For years I have been teaching mind body psychology at Ryokan College in Los Angeles and have studied as a ballroom dancer and as a tango dancer in Buenos Aires. While teaching my class and in my practice, I focus on the relationship between mind and body with patients who are struggling with emotional disorders ranging from anxiety, depression, and Post Traumatic Stress Disorder (PTSD). Recent neuroscience research promotes novelty, enrichment, and exercise both mental and physical, which activates stem cells throughout the body. Anything that’s novel turns on your genes, fixes your attention, and gives you a certain emotion. That’s what Jung called the numinosum. This may be what is occurring during the experience of dance in promoting changes in the brain that regulate balance, gait, and decrease tremors. Recently, my mother’s Parkinson’s symptoms resulted in an episode of “freezing” her body, which scared her. She tells me now that she has to keep moving or one day she may just be stopped by the disease. Yet, for now, the movement of her body to music seems to work best in reducing her PD symptoms.
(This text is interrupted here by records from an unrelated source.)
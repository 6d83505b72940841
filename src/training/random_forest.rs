//! Random forest classifier

use super::decision_tree::DecisionTreeClassifier;
use crate::error::{DiariskError, Result};
use ndarray::{Array1, Array2};
use rand::{Rng, SeedableRng};
use rand_chacha::ChaCha8Rng;
use rayon::prelude::*;
use serde::{Deserialize, Serialize};

/// Bagged ensemble of gini trees with per-split feature subsampling
/// (√n_features). Trees are trained in parallel with per-tree derived seeds
/// so results are reproducible regardless of thread scheduling.
#[derive(Debug, Clone, Serialize, Deserialize)]
pub struct RandomForestClassifier {
    pub n_estimators: usize,
    pub max_depth: Option<usize>,
    pub min_samples_leaf: usize,
    pub random_state: Option<u64>,
    trees: Vec<DecisionTreeClassifier>,
    feature_importances: Option<Array1<f64>>,
}

impl RandomForestClassifier {
    pub fn new(n_estimators: usize) -> Self {
        Self {
            n_estimators: n_estimators.max(1),
            max_depth: None,
            min_samples_leaf: 1,
            random_state: None,
            trees: Vec::new(),
            feature_importances: None,
        }
    }

    pub fn with_max_depth(mut self, depth: usize) -> Self {
        self.max_depth = Some(depth);
        self
    }

    pub fn with_random_state(mut self, seed: u64) -> Self {
        self.random_state = Some(seed);
        self
    }

    pub fn fit(&mut self, x: &Array2<f64>, y: &Array1<f64>) -> Result<&mut Self> {
        let n_samples = x.nrows();
        let n_features = x.ncols();
        if n_samples != y.len() {
            return Err(DiariskError::ShapeError {
                expected: format!("y length = {n_samples}"),
                actual: format!("y length = {}", y.len()),
            });
        }
        if n_samples == 0 {
            return Err(DiariskError::TrainingError(
                "cannot fit a forest on zero samples".to_string(),
            ));
        }

        let base_seed = self.random_state.unwrap_or(42);
        let max_features = (n_features as f64).sqrt().round().max(1.0) as usize;
        let max_depth = self.max_depth;
        let min_samples_leaf = self.min_samples_leaf;

        let trees: Result<Vec<DecisionTreeClassifier>> = (0..self.n_estimators)
            .into_par_iter()
            .map(|tree_idx| {
                let seed = base_seed.wrapping_add(tree_idx as u64);
                let mut rng = ChaCha8Rng::seed_from_u64(seed);

                // Bootstrap sample with replacement
                let indices: Vec<usize> =
                    (0..n_samples).map(|_| rng.gen_range(0..n_samples)).collect();
                let x_boot =
                    Array2::from_shape_fn((n_samples, n_features), |(i, j)| x[[indices[i], j]]);
                let y_boot = Array1::from_iter(indices.iter().map(|&i| y[i]));

                let mut tree = DecisionTreeClassifier::new()
                    .with_min_samples_leaf(min_samples_leaf)
                    .with_max_features(max_features)
                    .with_random_state(seed);
                if let Some(depth) = max_depth {
                    tree = tree.with_max_depth(depth);
                }
                tree.fit(&x_boot, &y_boot)?;
                Ok(tree)
            })
            .collect();

        self.trees = trees?;

        // Forest importances: mean of per-tree importances
        let mut importances = Array1::<f64>::zeros(n_features);
        let mut counted = 0usize;
        for tree in &self.trees {
            if let Some(imp) = tree.feature_importances() {
                importances = importances + imp;
                counted += 1;
            }
        }
        if counted > 0 {
            importances /= counted as f64;
        }
        self.feature_importances = Some(importances);

        Ok(self)
    }

    /// Class-1 probability: mean of the trees' leaf probabilities
    pub fn predict_proba(&self, x: &Array2<f64>) -> Result<Array1<f64>> {
        if self.trees.is_empty() {
            return Err(DiariskError::ModelNotFitted);
        }

        let mut acc = Array1::<f64>::zeros(x.nrows());
        for tree in &self.trees {
            acc = acc + tree.predict_proba(x)?;
        }
        Ok(acc / self.trees.len() as f64)
    }

    pub fn predict(&self, x: &Array2<f64>) -> Result<Array1<f64>> {
        let proba = self.predict_proba(x)?;
        Ok(proba.mapv(|p| if p >= 0.5 { 1.0 } else { 0.0 }))
    }

    pub fn feature_importances(&self) -> Option<&Array1<f64>> {
        self.feature_importances.as_ref()
    }

    pub fn n_trees(&self) -> usize {
        self.trees.len()
    }
}

#[cfg(test)]
mod tests {
    use super::*;
    use ndarray::array;

    fn clusters() -> (Array2<f64>, Array1<f64>) {
        (
            array![
                [0.0, 0.2],
                [0.3, 0.1],
                [0.1, 0.4],
                [0.2, 0.3],
                [5.0, 5.2],
                [5.3, 5.1],
                [5.1, 5.4],
                [5.2, 5.3],
            ],
            array![0.0, 0.0, 0.0, 0.0, 1.0, 1.0, 1.0, 1.0],
        )
    }

    #[test]
    fn test_forest_fits_and_predicts() {
        let (x, y) = clusters();
        let mut forest = RandomForestClassifier::new(20)
            .with_max_depth(3)
            .with_random_state(42);
        forest.fit(&x, &y).unwrap();
        assert_eq!(forest.n_trees(), 20);
        let preds = forest.predict(&x).unwrap();
        assert_eq!(preds, y);
    }

    #[test]
    fn test_same_seed_same_probabilities() {
        let (x, y) = clusters();
        let fit = |seed| {
            let mut f = RandomForestClassifier::new(10)
                .with_max_depth(3)
                .with_random_state(seed);
            f.fit(&x, &y).unwrap();
            f.predict_proba(&x).unwrap()
        };
        assert_eq!(fit(42), fit(42));
    }

    #[test]
    fn test_proba_in_unit_interval() {
        let (x, y) = clusters();
        let mut forest = RandomForestClassifier::new(10).with_max_depth(2);
        forest.fit(&x, &y).unwrap();
        let proba = forest.predict_proba(&x).unwrap();
        assert!(proba.iter().all(|&p| (0.0..=1.0).contains(&p)));
    }
}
As a psychologist, dancer, and daughter, every time I dance with my mother, the research is confirmed. I see a decrease in her tremors, her gait improves, and she is able to turn when cued with complete balance. For the rest of the day, she smiles and shares how happy and energized she feels.
There is always a mind body connection while dancing. However, with Parkinson’s patients that connection is even more evident because outright PD symptoms – such as tremors, imbalance, and faltered gait – are alleviated while they are dancing. My mother’s body loses rigidity, her gait improves, her mood lifts, and there is no evidence of tremors. Given current evidence a dance program of ten weeks duration seems reasonable. As for frequency and duration of individual dance sessions, data remains too limited to draw concise conclusions.
The good news is that dance appears to meet many, if not all, of the recommended components for exercise programs designed for individuals with PD. While benefits can be obtained with a short, intensive dance intervention, longer interventions may prove to be even more effective. Much remains to be studied in several areas, including the mechanisms by which dance conveys benefit to those with PD and the long-term effectiveness of dance as therapy for this population. In the meantime, mild to moderate PD patients who dance can find freedom, balance, and become tremor free.